• [PROBLEM DESCRIPTION]:
Every line of the data that includes "TableSchema" should be copied out.

(Items listed in a dataset)
•••••

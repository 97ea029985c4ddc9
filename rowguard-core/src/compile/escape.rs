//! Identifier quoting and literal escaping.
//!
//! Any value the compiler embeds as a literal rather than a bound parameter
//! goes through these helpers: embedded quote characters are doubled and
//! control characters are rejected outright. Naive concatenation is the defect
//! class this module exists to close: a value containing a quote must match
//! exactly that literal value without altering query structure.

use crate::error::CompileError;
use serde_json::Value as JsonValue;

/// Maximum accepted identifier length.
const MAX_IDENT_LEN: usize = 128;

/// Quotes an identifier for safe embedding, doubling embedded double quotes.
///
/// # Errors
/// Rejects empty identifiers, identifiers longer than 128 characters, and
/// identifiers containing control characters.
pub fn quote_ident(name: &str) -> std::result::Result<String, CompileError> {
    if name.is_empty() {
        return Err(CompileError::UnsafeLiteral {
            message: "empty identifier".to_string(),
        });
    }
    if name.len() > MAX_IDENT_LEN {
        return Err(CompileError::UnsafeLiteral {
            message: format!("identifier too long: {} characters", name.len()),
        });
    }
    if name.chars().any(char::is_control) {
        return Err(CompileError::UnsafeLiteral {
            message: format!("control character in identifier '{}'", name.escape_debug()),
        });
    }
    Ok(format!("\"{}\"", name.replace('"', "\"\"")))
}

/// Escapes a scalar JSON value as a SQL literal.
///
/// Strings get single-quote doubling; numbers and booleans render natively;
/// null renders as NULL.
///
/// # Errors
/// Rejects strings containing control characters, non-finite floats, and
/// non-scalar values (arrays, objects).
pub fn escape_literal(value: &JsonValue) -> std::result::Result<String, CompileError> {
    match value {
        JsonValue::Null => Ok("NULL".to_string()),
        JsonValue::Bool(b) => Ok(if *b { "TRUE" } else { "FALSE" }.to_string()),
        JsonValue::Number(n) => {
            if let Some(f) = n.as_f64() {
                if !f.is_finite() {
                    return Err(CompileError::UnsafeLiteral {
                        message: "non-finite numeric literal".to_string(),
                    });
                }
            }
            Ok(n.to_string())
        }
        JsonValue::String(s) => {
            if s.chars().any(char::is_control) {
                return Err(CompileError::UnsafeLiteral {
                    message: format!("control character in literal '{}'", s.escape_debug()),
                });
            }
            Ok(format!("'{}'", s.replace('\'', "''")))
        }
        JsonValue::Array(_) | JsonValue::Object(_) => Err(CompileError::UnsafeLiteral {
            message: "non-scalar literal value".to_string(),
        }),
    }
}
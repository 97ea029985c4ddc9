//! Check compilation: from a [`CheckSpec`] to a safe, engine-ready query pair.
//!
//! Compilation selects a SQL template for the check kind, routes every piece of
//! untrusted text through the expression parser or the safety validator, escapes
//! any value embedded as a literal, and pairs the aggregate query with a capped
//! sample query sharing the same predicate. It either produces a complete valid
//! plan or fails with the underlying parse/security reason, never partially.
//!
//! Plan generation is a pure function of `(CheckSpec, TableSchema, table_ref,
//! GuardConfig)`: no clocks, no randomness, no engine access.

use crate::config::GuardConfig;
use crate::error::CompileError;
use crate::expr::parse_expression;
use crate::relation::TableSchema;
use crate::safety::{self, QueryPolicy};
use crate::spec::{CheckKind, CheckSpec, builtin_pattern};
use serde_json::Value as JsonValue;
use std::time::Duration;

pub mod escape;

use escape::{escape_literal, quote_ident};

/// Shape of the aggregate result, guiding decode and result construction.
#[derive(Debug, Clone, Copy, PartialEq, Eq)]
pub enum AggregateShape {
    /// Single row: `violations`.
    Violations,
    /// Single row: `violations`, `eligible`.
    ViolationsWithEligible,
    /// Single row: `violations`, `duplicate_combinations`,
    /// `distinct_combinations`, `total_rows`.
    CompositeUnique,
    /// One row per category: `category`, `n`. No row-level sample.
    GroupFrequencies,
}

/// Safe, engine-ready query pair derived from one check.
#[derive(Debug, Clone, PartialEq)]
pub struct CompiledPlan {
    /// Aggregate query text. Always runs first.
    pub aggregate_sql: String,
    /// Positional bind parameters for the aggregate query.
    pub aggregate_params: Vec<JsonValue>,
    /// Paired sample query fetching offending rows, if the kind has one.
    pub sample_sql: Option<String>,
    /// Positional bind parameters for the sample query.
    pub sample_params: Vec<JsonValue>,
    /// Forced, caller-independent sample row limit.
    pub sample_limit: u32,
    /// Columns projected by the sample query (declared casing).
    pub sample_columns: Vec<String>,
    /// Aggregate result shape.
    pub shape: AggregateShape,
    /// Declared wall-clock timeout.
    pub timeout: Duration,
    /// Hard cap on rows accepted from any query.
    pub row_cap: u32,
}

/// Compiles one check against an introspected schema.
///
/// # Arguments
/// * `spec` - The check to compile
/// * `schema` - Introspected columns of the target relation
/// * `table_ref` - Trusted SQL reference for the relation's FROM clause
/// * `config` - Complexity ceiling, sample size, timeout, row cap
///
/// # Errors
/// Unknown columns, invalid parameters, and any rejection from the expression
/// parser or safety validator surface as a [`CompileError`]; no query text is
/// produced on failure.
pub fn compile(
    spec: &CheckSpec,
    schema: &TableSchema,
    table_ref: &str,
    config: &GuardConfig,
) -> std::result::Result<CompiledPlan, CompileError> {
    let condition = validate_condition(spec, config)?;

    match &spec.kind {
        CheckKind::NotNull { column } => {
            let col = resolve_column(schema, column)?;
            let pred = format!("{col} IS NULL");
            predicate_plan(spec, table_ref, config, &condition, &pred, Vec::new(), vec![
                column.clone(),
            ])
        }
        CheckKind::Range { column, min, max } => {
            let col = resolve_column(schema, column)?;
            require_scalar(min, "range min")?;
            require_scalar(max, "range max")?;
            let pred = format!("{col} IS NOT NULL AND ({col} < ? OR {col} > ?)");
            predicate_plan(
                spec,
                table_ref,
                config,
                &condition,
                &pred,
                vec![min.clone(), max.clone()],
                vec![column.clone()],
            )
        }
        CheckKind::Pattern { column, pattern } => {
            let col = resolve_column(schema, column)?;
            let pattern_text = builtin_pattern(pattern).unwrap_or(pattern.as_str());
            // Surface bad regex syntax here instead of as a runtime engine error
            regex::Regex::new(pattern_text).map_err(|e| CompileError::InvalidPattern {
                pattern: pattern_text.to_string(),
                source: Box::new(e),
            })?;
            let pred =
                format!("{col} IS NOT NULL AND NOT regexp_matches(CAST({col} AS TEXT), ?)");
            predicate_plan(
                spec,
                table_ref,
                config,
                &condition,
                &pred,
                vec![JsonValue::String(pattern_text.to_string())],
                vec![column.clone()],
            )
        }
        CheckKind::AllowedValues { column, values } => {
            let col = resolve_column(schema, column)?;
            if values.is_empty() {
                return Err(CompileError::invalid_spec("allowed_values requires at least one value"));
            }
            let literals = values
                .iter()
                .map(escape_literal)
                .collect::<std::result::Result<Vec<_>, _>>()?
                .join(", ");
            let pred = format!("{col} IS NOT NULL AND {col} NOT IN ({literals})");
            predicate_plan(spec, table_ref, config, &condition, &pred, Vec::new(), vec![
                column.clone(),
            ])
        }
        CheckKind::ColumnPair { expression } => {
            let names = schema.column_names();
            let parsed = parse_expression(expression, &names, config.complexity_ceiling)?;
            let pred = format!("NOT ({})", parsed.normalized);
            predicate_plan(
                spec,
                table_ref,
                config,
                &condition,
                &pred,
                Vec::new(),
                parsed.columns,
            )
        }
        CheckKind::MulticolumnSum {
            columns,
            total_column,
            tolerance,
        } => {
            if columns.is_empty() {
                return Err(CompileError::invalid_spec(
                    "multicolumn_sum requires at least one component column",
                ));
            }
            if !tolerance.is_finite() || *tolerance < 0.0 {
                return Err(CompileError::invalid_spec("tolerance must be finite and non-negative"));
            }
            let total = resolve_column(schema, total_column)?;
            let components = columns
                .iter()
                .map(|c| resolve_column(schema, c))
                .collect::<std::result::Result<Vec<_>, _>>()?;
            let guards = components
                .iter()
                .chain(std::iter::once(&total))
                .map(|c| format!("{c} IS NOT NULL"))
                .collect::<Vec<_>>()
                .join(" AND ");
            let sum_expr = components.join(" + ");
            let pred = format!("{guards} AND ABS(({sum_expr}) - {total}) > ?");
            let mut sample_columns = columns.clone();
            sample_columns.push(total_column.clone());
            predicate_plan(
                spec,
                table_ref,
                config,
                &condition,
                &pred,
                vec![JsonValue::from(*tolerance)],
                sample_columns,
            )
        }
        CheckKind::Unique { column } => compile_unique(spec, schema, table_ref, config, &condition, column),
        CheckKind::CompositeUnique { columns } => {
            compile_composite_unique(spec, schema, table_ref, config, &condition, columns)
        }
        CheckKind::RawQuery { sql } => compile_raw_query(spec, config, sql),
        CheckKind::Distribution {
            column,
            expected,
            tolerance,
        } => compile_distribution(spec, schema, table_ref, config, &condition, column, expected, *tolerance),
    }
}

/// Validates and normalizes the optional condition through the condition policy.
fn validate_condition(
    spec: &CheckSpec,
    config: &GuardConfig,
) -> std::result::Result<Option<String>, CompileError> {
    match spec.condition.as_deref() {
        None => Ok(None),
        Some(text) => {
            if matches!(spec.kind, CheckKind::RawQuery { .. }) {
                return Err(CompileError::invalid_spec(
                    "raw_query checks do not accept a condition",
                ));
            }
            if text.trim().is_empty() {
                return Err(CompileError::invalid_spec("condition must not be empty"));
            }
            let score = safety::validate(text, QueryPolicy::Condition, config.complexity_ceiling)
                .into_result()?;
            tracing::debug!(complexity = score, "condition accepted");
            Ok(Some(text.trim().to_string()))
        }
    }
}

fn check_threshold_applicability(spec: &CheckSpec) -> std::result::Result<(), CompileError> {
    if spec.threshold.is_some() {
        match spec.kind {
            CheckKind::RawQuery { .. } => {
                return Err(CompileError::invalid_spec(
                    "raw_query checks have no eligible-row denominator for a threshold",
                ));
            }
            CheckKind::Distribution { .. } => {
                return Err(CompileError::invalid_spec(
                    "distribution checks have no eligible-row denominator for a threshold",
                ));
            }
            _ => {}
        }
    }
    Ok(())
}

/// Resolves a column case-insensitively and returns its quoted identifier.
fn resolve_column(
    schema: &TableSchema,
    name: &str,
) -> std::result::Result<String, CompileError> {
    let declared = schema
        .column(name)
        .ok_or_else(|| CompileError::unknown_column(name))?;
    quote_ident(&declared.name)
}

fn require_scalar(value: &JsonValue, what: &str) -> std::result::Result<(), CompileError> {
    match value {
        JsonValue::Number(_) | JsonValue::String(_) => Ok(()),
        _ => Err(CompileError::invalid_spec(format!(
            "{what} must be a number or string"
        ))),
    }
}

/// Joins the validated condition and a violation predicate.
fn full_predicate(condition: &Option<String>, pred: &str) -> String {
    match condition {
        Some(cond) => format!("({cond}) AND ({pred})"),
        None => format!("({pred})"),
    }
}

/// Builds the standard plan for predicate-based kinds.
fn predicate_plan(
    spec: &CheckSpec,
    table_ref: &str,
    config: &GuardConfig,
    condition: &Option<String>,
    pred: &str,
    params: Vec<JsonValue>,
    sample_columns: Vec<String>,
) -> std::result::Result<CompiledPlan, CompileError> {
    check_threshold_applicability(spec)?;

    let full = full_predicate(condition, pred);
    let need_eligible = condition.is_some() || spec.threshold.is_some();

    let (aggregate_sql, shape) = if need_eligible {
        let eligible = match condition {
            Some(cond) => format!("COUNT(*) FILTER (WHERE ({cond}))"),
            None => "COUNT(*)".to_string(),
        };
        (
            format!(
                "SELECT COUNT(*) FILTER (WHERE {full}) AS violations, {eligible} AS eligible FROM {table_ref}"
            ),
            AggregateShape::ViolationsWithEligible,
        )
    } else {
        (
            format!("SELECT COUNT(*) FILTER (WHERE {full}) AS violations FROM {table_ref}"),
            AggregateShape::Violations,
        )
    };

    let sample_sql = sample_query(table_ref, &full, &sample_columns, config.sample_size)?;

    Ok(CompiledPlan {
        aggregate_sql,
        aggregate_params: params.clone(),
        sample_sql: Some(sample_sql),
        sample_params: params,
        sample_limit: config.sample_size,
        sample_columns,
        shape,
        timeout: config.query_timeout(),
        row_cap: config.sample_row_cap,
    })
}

•••••

• [RESPONSE TO THIS EXERCISE]:
//! Plan generation is a pure function of `(CheckSpec, TableSchema, table_ref,
use crate::relation::TableSchema;
    schema: &TableSchema,
    schema: &TableSchema,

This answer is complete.